Ben de çok duyuyorum bunu burda.
O yüzden yazma gereği hissettim.

Öznur61
05.05.2013, 15:12
Bizim nesil Türkçeyi tamamen katlediyor.
Çok acı bir gerçek tabi ki..Hiçbiri Türkçeyi sahiplenmiyor..
Sanki kendi ana dilimiz değilmiş gibi bakıyorlar sürekli bir yabancı kelime kullanma hevesindeler..
Ne olacak bu durum henüz çözmüş değilim.

Royal Heart
05.05.2013, 15:29
Yabanci dilden gecmis ve henüz Türkce'nin kabul etmedigi kelimelerin dogru/yanlis yazilmasi cok matah bir sey degil. Ancak bizzat Türkce kelimelerin yerine ikâmesi olan yabanci kelimelerin yayginca kullanilmasi ve gereksiz bir sekilde Türkce kelimelerin yazimini bozmak kabul edilebilir degil. Bunu da cogunlukla belli yas gruplarinin yazi dilinde görüyoruz. (Tabi telefon dili mecbur birakabilir, o ayri. :) )

Sibel
09.05.2013, 22:21
Domatez, herkez, çünki, makaz...:mad:
Katlanılmaz kelime hataları.
Domates, herkes, çünkü ve makas lütfen.

Sefer A.
11.05.2013, 06:11
Başlık yukarı.
*
Getirmek ve götürmek kelimeleri birbiri yerine kullanılıyor.
Çok sinir bozucu bir durum.
Mesela "Kardeşimi okula getirdim".(tabi bunu okulda iken söylemiyorsa)
Böyle bir şey yok. Kardeşimi okula götürdüm, olmalı.
*
Çok rica ediyorum voleybola veleybol demeyin.
Aynı şekilde erozyona erezyon. Şu ikisi beni deli ediyor.
Bazıları da yanlış okuyor.
Spora sipor, futbola fıtbol diyor.
Bir de itici kelime çünki var. "Çünkü" "Çünkü" "Çünkü"

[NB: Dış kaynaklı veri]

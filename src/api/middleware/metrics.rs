use super::request_id::REQUEST_ID_HEADER;
use axum::{
    extract::{MatchedPath, Request},
    middleware::Next,
    response::Response,
};
use std::time::Instant;
use tracing::{info, warn};

/// Route template for the log line, so `/scans/17` and `/scans/18` group together.
pub(crate) fn route_label(req: &Request) -> String {
    req.extensions()
        .get::<MatchedPath>()
        .map(|p| p.as_str().to_string())
        .unwrap_or_else(|| req.uri().path().to_string())
}

pub async fn metrics_middleware(req: Request, next: Next) -> Response {
    let start = Instant::now();
    let method = req.method().clone();
    let route = route_label(&req);
    let request_id = req
        .headers()
        .get(REQUEST_ID_HEADER)
        .and_then(|v| v.to_str().ok())
        .unwrap_or("-")
        .to_string();

    let response = next.run(req).await;

    let latency_ms = start.elapsed().as_millis();
    let status = response.status().as_u16();

    if response.status().is_server_error() {
        warn!(
            target: "metrics",
            %method, %route, status, latency_ms, %request_id,
            "scan_api_request_failed"
        );
    } else {
        info!(
            target: "metrics",
            %method, %route, status, latency_ms, %request_id,
            "scan_api_request"
        );
    }

    response
}

#[cfg(test)]
mod tests {
    use super::*;
    use axum::{
        Router,
        body::Body,
        http::{Request as HttpRequest, StatusCode},
        middleware::from_fn,
        routing::get,
    };
    use tower::ServiceExt;

    #[tokio::test]
    async fn test_response_passes_through() {
        let app = Router::new()
            .route("/scans/:id", get(|| async { StatusCode::ACCEPTED }))
            .layer(from_fn(metrics_middleware));

        let response = app
            .oneshot(
                HttpRequest::builder()
                    .uri("/scans/17")
                    .header(REQUEST_ID_HEADER, "req-1")
                    .body(Body::empty())
                    .unwrap(),
            )
            .await
            .unwrap();
        assert_eq!(response.status(), StatusCode::ACCEPTED);
    }

    #[test]
    fn test_route_label_falls_back_to_raw_path() {
        let req = HttpRequest::builder()
            .uri("/api/v1/scans/17?x=1")
            .body(Body::empty())
            .unwrap();
        assert_eq!(route_label(&req), "/api/v1/scans/17");
    }
}
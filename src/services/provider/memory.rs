use super::{AnalysisStatus, ProviderError, ScanProvider, SubmissionPath, VerdictCounts};
use async_trait::async_trait;
use bytes::Bytes;
use serde_json::{Value, json};
use std::collections::HashMap;
use std::sync::{Mutex, MutexGuard};

/// A submission as the provider saw it.
#[derive(Debug, Clone, PartialEq, Eq)]
pub struct RecordedSubmission {
    pub scan_id: String,
    pub filename: String,
    pub declared_size: u64,
    pub content_len: usize,
    pub path: SubmissionPath,
}

#[derive(Default)]
struct MemoryState {
    next_id: u64,
    submissions: Vec<RecordedSubmission>,
    analyses: HashMap<String, AnalysisStatus>,
    reports: HashMap<String, Value>,
    fail_submit: bool,
    fail_poll: bool,
    fail_report: bool,
    poll_calls: usize,
    report_calls: usize,
}

/// Provider kept entirely in process memory.
///
/// Analyses stay `NotReady` until scripted with [`InMemoryProvider::complete_analysis`],
/// unless the provider was built with [`InMemoryProvider::auto_completing`].
#[derive(Default)]
pub struct InMemoryProvider {
    state: Mutex<MemoryState>,
    auto_complete: Option<VerdictCounts>,
}

impl InMemoryProvider {
    pub fn new() -> Self {
        Self::default()
    }

    /// Every submission completes immediately with `counts` and gets a report.
    pub fn auto_completing(counts: VerdictCounts) -> Self {
        Self {
            state: Mutex::default(),
            auto_complete: Some(counts),
        }
    }

    fn state(&self) -> MutexGuard<'_, MemoryState> {
        self.state.lock().unwrap_or_else(|e| e.into_inner())
    }

    pub fn complete_analysis(&self, scan_id: &str, counts: VerdictCounts) {
        self.state()
            .analyses
            .insert(scan_id.to_string(), AnalysisStatus::Completed(counts));
    }

    pub fn set_report(&self, sha256: &str, report: Value) {
        self.state().reports.insert(sha256.to_string(), report);
    }

    pub fn fail_submissions(&self, fail: bool) {
        self.state().fail_submit = fail;
    }

    pub fn fail_polls(&self, fail: bool) {
        self.state().fail_poll = fail;
    }

    pub fn fail_reports(&self, fail: bool) {
        self.state().fail_report = fail;
    }

    pub fn submissions(&self) -> Vec<RecordedSubmission> {
        self.state().submissions.clone()
    }

    pub fn poll_calls(&self) -> usize {
        self.state().poll_calls
    }

    pub fn report_calls(&self) -> usize {
        self.state().report_calls
    }
}

#[async_trait]
impl ScanProvider for InMemoryProvider {
    fn name(&self) -> &'static str {
        "memory"
    }

    async fn submit(
        &self,
        content: Bytes,
        filename: &str,
        declared_size: u64,
    ) -> Result<String, ProviderError> {
        let mut state = self.state();
        if state.fail_submit {
            return Err(ProviderError::unavailable("submit", "simulated outage"));
        }

        state.next_id += 1;
        let scan_id = format!("mem-{}", state.next_id);
        state.submissions.push(RecordedSubmission {
            scan_id: scan_id.clone(),
            filename: filename.to_string(),
            declared_size,
            content_len: content.len(),
            path: SubmissionPath::for_size(declared_size),
        });
        state
            .analyses
            .insert(scan_id.clone(), AnalysisStatus::NotReady);

        if let Some(counts) = &self.auto_complete {
            let sha256 = crate::utils::hash::hash_content(&content).sha256;
            state.reports.insert(
                sha256.clone(),
                json!({
                    "id": sha256,
                    "type": "file",
                    "attributes": {
                        "meaningful_name": filename,
                        "size": content.len(),
                        "last_analysis_stats": counts.to_json(),
                    }
                }),
            );
            state
                .analyses
                .insert(scan_id.clone(), AnalysisStatus::Completed(counts.clone()));
        }

        Ok(scan_id)
    }

    async fn poll(&self, provider_scan_id: &str) -> Result<AnalysisStatus, ProviderError> {
        let mut state = self.state();
        state.poll_calls += 1;
        if state.fail_poll {
            return Err(ProviderError::unavailable("poll", "simulated outage"));
        }

        state
            .analyses
            .get(provider_scan_id)
            .cloned()
            .ok_or_else(|| ProviderError::unavailable("poll", "HTTP 404 Not Found"))
    }

    async fn fetch_report(&self, sha256: &str) -> Result<Value, ProviderError> {
        let mut state = self.state();
        state.report_calls += 1;
        if state.fail_report {
            return Err(ProviderError::unavailable("report", "simulated outage"));
        }

        state
            .reports
            .get(sha256)
            .cloned()
            .ok_or_else(|| ProviderError::NotFound(sha256.to_string()))
    }

    async fn health_check(&self) -> bool {
        true
    }
}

Yanilmiyorsam eger, 2si de dogru olarak sayiliyor artik, ister çünkü ister çünki =)

ibrahim
12.05.2013, 01:16
FOAbhs_z_Ok

:D

omondoles
12.05.2013, 08:27
Başlık yukarı.
*
Getirmek ve götürmek kelimeleri birbiri yerine kullanılıyor.
Çok sinir bozucu bir durum.
Mesela "Kardeşimi okula getirdim".(tabi bunu okulda iken söylemiyorsa)
Böyle bir şey yok. Kardeşimi okula götürdüm, olmalı.
*
Çok rica ediyorum voleybola veleybol demeyin.
Aynı şekilde erozyona erezyon. Şu ikisi beni deli ediyor.
Bazıları da yanlış okuyor.
Spora sipor, futbola fıtbol diyor.
Bir de itici kelime çünki var. "Çünkü" "Çünkü" "Çünkü"

Söylenen: Dinazor
Doğrusu: Dinozor

:)


%61 Loading...

Sibel
23.05.2013, 21:52
El ile yapılan resimdir. Makina ile çekilen fotoğraf.
*
Beyenmek diye bir şey yok, beğenmek var.
ğ yerine y kullanmayalım lütfen.

Tolga
23.05.2013, 21:55
Eğlemek mi Eylemek mi doğru olan peki ???

Sibel
23.05.2013, 22:18
Eylemek doğru olan.

Tolga
23.05.2013, 22:23
Sağol Sibel, baş sağlığı sayfasında hep elim titreyerek yazıyordum :)

Sibel
23.05.2013, 22:54
:):) Hassasiyetinden ötürü sen sağol.

talsuv61
24.05.2013, 10:54
Renkdaş çok fazla kullanılıyor ama yanlış, doğrusu renktaş olacak

Sibel
10.06.2013, 21:53
Mide yerine miğde yazanlar var.
Kasıtlı mı yapılıyor anlamıyorum.

Oğuz ZEYTİN
16.06.2013, 13:22
"Yıl 1933 Şubat’ın 25 i. Bu tarihte Cumhuriyet tarihinin çok önemli bir olayı cereyan ediyor. İstanbul’da Fransızların (Wagons Lits) Vagon-Li adlı bir demiryolu şirketi var. Bu işletme Fransızlara ait ve Fransızlar tarafından yönetiliyor. Bu şirkettin müdürü şirket içinde Fransızcanın dışında başka bir dil konuşulmasını yasaklamıştır. 23 Şubat 1933 günü Beyoğlu’nda şirketin çalışmaları sürerken bir müşteri çalışan Türk memur Naci beye akşam kalkacak Ankara treninde yataklı bir yer olup olmadığını sorar, yer olmadığını öğrenince de ısrarla yardımcı olmasını rica eder. Naci Beyde ısrar karşısında dayanamayıp telefonla Şirketin Galata acentesini arar ve doğal olarak Türkçe konuşur. Bu konuşma Acente müdürlüğüne atanmış Bay Jannoni’nin dikkatini çeker, diğer memurlardan birini yanına ister ve Naci beyin dilinin ne olduğunu sorar ve Türkçe olduğu cevabını alınca da Naci beye azarlayarak burada ki konuşma dilin Fransızca olduğunu bilmiyor musunuz der. Buna TÜRK NACİ’nin verdiği cevap şudur. “ BEN TÜRK’ÜM. ÜLKEMDE RESMİ LİSAN TÜRKÇE’DİR. HATTA SİZ BİLE TÜRKÇE ÖĞRENMELİSİNİZ.”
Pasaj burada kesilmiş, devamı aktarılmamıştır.